Heat absorbed by water
q H₂O = m x c x ΔT
where m is the mass of water mixed, c is the specific heat of water and ΔT is the change in temperature.
Total water volume = 150 mL + 150 mL
m water = 300 mL x 1 g/mL = 300 g
ΔT = T₂ - T₁ = 31.3 ºC - 25.2 º C = 6.1 ºC = 6.1 K
( the change is temperature in K and ºC is the same )

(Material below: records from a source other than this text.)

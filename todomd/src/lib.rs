//! Plain-text task list engine.
//!
//! One task per line, markdown-like inline tags. The library re-derives the whole model
//! (tasks, nesting, due state, tag/project/context indexes) from text on every call and
//! hands back values or text-edit descriptors; it never touches an editor buffer.

pub mod core {
    use chrono::{NaiveDate, NaiveTime};
    use indexmap::IndexMap;
    use serde::{Deserialize, Serialize};

    /* ------------------------------- Ranges ------------------------------- */

    /// Byte range inside a single line (`start..end`).
    #[derive(Debug, Clone, Copy, PartialEq, Eq, PartialOrd, Ord, Hash, Serialize, Deserialize)]
    pub struct SourceRange {
        pub start: usize,
        pub end: usize,
    }

    impl SourceRange {
        pub fn new(start: usize, end: usize) -> Self {
            Self { start, end }
        }

        /// Zero-width range, used for insertions.
        pub fn empty_at(pos: usize) -> Self {
            Self {
                start: pos,
                end: pos,
            }
        }

        pub fn slice<'a>(&self, source: &'a str) -> &'a str {
            source.get(self.start..self.end).unwrap_or_default()
        }

        pub fn is_empty(&self) -> bool {
            self.start == self.end
        }

        pub fn overlaps(&self, other: &SourceRange) -> bool {
            self.start < other.end && other.start < self.end
        }
    }

    /* ---------------------------- Value Objects ---------------------------- */

    /// Single-letter priority `(A)`..`(Z)`; `A` sorts first.
    #[derive(Debug, Clone, Copy, PartialEq, Eq, PartialOrd, Ord, Hash, Serialize, Deserialize)]
    #[serde(transparent)]
    pub struct Priority(pub char);

    impl Priority {
        pub fn new(letter: char) -> Option<Self> {
            letter.is_ascii_uppercase().then_some(Self(letter))
        }
    }

    /// Sigil tokens (`#tag`, `+project`, `@context`) in first-seen order.
    pub type TokenMap = IndexMap<String, SourceRange>;

    /// Closed set of due states.
    #[derive(Debug, Clone, Copy, PartialEq, Eq, Hash, Serialize, Deserialize)]
    pub enum DueState {
        NotDue,
        Due,
        Overdue,
        Invalid,
    }

    impl DueState {
        pub(crate) fn rank(self) -> u8 {
            match self {
                DueState::Invalid => 0,
                DueState::NotDue => 1,
                DueState::Overdue => 2,
                DueState::Due => 3,
            }
        }

        pub fn is_actionable(self) -> bool {
            matches!(self, DueState::Due | DueState::Overdue)
        }
    }

    /// Result of evaluating a due expression against one date.
    #[derive(Debug, Clone, PartialEq, Eq, Serialize, Deserialize)]
    pub struct DueInfo {
        /// Expression exactly as written inside `{due:...}`.
        pub raw: String,
        pub is_due: DueState,
        pub is_recurring: bool,
        pub is_range: bool,
        /// Days since the missed date when `is_due == Overdue`.
        pub overdue_in_days: Option<i64>,
        /// Nearest date on or after the target on which the expression is due.
        pub closest_due_date: Option<NaiveDate>,
        pub days_until_due: Option<i64>,
    }

    /// A `{due:...}` token: evaluated info plus where it sits in the line.
    #[derive(Debug, Clone, PartialEq, Eq, Serialize, Deserialize)]
    pub struct Due {
        #[serde(flatten)]
        pub info: DueInfo,
        pub range: SourceRange,
    }

    /// Progress counter `{count:current/needed}`.
    #[derive(Debug, Clone, Copy, PartialEq, Eq, Serialize, Deserialize)]
    pub struct Count {
        pub current: u32,
        pub needed: u32,
        pub range: SourceRange,
    }

    impl Count {
        /// Counts past the target are complete too; they are never rewritten.
        pub fn is_complete(&self) -> bool {
            self.current >= self.needed
        }
    }

    /// `{overdue:YYYY-MM-DD}`: the occurrence a recurring task missed.
    #[derive(Debug, Clone, Copy, PartialEq, Eq, Serialize, Deserialize)]
    pub struct OverdueFlag {
        pub since: NaiveDate,
        pub range: SourceRange,
    }

    /// Date with optional time-of-day, as used by `{cm:...}` and `{cr:...}`.
    #[derive(Debug, Clone, Copy, PartialEq, Eq, Serialize, Deserialize)]
    pub struct Stamp {
        pub date: NaiveDate,
        pub time: Option<NaiveTime>,
        pub range: SourceRange,
    }

    /* ------------------------------ Entities ------------------------------ */

    /// One task line. Built once by the parser and normalized once by the tree builder;
    /// edits are expressed as `TextEdit`s and a re-parse, never as field writes.
    #[derive(Debug, Clone, PartialEq, Eq, Serialize, Deserialize)]
    pub struct Task {
        pub line_number: usize,
        pub title: String,
        pub raw_text: String,
        pub indent_level: usize,

        pub done: bool,
        pub done_marker: Option<SourceRange>,
        pub priority: Option<Priority>,

        #[serde(default)]
        pub tags: TokenMap,
        #[serde(default)]
        pub projects: TokenMap,
        #[serde(default)]
        pub contexts: TokenMap,

        pub due: Option<Due>,
        pub count: Option<Count>,
        pub overdue: Option<OverdueFlag>,
        pub completion_date: Option<Stamp>,
        pub creation_date: Option<Stamp>,

        pub hidden: bool,
        pub collapsed: bool,
        pub collapsed_range: Option<SourceRange>,

        /// Children by line number, in source order.
        #[serde(default)]
        pub subtasks: Vec<usize>,
        /// Parent line number (navigation only).
        pub parent: Option<usize>,
    }

    impl Task {
        pub fn new(line_number: usize, raw_text: &str) -> Self {
            Self {
                line_number,
                title: String::new(),
                raw_text: raw_text.to_string(),
                indent_level: 0,
                done: false,
                done_marker: None,
                priority: None,
                tags: TokenMap::new(),
                projects: TokenMap::new(),
                contexts: TokenMap::new(),
                due: None,
                count: None,
                overdue: None,
                completion_date: None,
                creation_date: None,
                hidden: false,
                collapsed: false,
                collapsed_range: None,
                subtasks: vec![],
                parent: None,
            }
        }

        pub fn is_recurring(&self) -> bool {
            self.due.as_ref().is_some_and(|d| d.info.is_recurring)
        }

        pub fn due_state(&self) -> Option<DueState> {
            self.due.as_ref().map(|d| d.info.is_due)
        }

        /// Byte offset where the line body starts (after indentation).
        pub fn body_start(&self) -> usize {
            self.raw_text.len() - self.raw_text.trim_start().len()
        }

        /// Byte offset right after the last non-whitespace character.
        pub fn content_end(&self) -> usize {
            self.raw_text.trim_end().len()
        }
    }

    /// A comment line kept aside so collaborators can put it back in place.
    #[derive(Debug, Clone, PartialEq, Eq, Serialize, Deserialize)]
    pub struct CommentLine {
        pub line_number: usize,
        pub text: String,
    }

    /// Outcome of parsing one line. Parsing is total: every line maps to a variant.
    #[derive(Debug, Clone, PartialEq, Eq, Serialize, Deserialize)]
    pub enum ParsedLine {
        Task(Box<Task>),
        Comment(CommentLine),
        Blank,
    }

    /* ---------------------------- Errors (domain) ---------------------------- */

    #[derive(Debug, thiserror::Error)]
    pub enum TodoError {
        #[error("no active task document")]
        NoActiveDocument,
        #[error("invalid setting `{field}`: {reason}")]
        InvalidSettings { field: &'static str, reason: String },
        #[error("invalid edit on line {line_number}: {reason}")]
        InvalidEdit { line_number: usize, reason: String },
        #[error("malformed settings file: {0}")]
        Config(#[from] toml::de::Error),
        #[error(transparent)]
        Io(#[from] std::io::Error),
    }
}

Note that this reaction is exothermic since heat is released which is absorbed by the water and calorimeter because ΔT is positive.
Now
q H₂O = 300 g x 4.18 J/g·K x 6.1 K = 7649 J
Heat absorbed by the calorimeter
q cal = Ccal x ΔT = 24.2 J/K x 6.1 K = 1476 J
Total Heat = q total = 7649 J + 1476 J = 7797 J
We need to calculate the # moles of Cu(OH)₂ to determine ΔHrxn
M = mol/V ⇒ mol = M x V
mol Cu(OH)₂ = 0.150 L x 1.5 mol/L = 0.225 mol
ΔHrxn = -q total / mol Cu(OH)₂ = 7797 J / 0.225 mol = -34,653.33 J /mol
Notice ΔHrxn is negative since it is an exothermic reaction.